Stored data:
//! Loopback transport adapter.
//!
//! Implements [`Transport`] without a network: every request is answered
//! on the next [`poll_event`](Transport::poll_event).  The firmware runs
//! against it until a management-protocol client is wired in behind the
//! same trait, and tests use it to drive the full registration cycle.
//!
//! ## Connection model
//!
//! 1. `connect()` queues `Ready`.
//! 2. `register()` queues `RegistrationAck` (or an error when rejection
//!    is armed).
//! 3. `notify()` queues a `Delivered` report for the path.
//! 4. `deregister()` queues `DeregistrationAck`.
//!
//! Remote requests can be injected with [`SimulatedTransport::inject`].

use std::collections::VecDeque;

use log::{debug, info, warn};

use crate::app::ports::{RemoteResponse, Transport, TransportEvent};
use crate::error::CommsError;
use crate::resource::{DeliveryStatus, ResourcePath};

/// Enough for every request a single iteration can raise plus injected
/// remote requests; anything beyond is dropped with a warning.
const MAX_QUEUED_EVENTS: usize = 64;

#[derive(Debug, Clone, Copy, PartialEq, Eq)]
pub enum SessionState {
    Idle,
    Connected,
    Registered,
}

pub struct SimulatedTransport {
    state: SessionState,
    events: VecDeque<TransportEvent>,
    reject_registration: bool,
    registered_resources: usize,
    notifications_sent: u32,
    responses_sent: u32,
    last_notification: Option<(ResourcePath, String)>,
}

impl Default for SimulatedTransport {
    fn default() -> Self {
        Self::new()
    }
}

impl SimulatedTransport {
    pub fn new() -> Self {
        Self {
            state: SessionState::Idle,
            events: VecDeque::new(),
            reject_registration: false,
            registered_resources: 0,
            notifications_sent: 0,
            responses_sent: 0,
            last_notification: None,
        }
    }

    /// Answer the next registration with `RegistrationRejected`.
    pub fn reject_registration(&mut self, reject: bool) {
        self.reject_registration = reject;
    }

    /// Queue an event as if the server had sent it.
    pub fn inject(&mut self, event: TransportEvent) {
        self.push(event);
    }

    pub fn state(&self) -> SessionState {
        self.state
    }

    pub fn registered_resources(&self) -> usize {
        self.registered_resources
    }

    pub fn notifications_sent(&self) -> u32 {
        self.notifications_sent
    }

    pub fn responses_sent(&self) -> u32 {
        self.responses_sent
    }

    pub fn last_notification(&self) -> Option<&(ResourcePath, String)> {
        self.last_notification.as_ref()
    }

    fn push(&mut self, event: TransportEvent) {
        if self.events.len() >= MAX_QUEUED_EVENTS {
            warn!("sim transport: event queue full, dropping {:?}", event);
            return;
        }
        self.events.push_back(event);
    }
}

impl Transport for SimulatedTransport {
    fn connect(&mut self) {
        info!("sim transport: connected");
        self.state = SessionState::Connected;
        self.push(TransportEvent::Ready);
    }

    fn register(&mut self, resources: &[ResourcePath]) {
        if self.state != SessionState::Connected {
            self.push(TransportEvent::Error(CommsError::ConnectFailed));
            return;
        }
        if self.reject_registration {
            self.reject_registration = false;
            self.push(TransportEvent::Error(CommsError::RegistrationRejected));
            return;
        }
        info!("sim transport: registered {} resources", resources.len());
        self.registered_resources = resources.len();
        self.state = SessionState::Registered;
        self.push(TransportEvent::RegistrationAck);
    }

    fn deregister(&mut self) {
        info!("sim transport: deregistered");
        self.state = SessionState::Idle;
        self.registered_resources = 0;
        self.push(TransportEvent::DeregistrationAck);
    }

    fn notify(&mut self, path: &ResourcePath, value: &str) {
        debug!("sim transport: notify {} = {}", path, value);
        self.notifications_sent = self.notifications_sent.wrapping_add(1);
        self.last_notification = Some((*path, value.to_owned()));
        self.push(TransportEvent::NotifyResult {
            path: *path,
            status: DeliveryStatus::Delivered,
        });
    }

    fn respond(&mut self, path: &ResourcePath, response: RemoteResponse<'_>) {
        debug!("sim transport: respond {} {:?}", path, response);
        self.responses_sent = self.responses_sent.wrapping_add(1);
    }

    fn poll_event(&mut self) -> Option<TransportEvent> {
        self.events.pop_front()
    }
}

---

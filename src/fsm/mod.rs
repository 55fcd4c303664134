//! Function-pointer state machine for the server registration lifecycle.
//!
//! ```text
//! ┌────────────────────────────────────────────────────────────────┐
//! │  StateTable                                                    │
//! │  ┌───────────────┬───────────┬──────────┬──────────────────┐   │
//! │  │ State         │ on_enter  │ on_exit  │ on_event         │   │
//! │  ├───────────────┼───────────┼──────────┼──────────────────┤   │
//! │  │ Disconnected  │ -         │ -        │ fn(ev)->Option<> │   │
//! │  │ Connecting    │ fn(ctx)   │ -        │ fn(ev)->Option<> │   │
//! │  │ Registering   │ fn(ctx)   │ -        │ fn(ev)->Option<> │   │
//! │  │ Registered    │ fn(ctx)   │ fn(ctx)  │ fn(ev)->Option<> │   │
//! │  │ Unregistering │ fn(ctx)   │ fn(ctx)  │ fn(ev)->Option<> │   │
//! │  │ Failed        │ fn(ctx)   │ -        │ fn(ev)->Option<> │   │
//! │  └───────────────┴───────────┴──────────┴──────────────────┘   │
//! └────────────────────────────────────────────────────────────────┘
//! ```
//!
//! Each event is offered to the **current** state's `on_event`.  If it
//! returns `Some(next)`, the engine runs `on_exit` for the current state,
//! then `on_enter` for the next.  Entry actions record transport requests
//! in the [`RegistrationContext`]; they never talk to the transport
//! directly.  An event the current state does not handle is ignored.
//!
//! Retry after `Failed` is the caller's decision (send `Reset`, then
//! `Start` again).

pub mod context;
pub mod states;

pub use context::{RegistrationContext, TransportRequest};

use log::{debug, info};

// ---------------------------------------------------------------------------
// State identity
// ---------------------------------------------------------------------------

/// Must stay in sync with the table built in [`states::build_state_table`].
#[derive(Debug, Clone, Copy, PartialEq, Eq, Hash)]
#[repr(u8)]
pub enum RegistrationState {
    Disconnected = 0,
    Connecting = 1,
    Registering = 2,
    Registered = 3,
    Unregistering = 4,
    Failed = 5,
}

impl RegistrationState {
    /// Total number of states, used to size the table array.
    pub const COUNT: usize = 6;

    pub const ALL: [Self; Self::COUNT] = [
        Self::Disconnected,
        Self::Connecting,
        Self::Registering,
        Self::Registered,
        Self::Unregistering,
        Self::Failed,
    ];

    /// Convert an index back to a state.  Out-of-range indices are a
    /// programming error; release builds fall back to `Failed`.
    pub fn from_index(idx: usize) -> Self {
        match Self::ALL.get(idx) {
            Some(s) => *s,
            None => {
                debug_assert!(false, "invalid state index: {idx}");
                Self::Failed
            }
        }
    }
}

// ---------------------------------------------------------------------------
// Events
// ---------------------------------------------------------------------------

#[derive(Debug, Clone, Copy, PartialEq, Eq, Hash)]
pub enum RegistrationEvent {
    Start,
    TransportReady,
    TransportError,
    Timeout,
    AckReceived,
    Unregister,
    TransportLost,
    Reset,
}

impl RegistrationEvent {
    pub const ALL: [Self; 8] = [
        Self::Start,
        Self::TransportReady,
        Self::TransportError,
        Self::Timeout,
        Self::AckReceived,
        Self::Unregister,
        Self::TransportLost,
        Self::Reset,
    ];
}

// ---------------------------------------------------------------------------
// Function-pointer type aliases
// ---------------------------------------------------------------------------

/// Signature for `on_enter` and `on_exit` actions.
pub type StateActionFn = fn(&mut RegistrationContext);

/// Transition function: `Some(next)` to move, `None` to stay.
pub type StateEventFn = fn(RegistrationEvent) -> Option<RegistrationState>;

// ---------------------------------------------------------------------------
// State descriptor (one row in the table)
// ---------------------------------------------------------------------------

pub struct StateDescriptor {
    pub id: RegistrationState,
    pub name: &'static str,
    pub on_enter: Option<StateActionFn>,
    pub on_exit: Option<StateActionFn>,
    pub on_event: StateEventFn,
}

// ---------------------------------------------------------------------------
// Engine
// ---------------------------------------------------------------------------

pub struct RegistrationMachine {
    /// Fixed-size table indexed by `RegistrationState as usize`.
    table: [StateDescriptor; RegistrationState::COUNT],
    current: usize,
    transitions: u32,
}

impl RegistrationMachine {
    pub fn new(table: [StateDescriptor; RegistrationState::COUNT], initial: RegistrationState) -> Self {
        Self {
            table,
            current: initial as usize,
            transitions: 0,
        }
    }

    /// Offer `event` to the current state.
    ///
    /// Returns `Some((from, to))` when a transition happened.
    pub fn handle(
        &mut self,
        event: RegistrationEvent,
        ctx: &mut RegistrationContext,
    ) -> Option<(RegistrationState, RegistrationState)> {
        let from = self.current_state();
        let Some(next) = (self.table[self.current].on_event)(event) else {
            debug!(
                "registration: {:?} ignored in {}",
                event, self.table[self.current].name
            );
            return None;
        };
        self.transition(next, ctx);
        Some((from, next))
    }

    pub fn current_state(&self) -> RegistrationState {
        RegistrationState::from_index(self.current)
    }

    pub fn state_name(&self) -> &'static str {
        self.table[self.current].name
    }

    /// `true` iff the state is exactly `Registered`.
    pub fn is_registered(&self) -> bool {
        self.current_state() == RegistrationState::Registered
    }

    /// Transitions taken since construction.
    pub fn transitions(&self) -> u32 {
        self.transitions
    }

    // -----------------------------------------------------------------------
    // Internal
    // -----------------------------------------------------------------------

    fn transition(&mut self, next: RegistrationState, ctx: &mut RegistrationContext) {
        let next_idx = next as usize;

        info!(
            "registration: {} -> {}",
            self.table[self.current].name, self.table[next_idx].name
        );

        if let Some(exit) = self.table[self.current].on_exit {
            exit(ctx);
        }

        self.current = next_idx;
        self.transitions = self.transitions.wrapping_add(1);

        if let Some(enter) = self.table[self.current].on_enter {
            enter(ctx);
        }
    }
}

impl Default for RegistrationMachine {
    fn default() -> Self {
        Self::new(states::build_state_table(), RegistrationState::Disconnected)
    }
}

What is being asked: Retype, exactly and in full, the lines above from the one containing "Loopback transport adapter." through the one containing "error when rejection".

Exercise response:
//! Loopback transport adapter.
//!
//! Implements [`Transport`] without a network: every request is answered
//! on the next [`poll_event`](Transport::poll_event).  The firmware runs
//! against it until a management-protocol client is wired in behind the
//! same trait, and tests use it to drive the full registration cycle.
//!
//! ## Connection model
//!
//! 1. `connect()` queues `Ready`.
//! 2. `register()` queues `RegistrationAck` (or an error when rejection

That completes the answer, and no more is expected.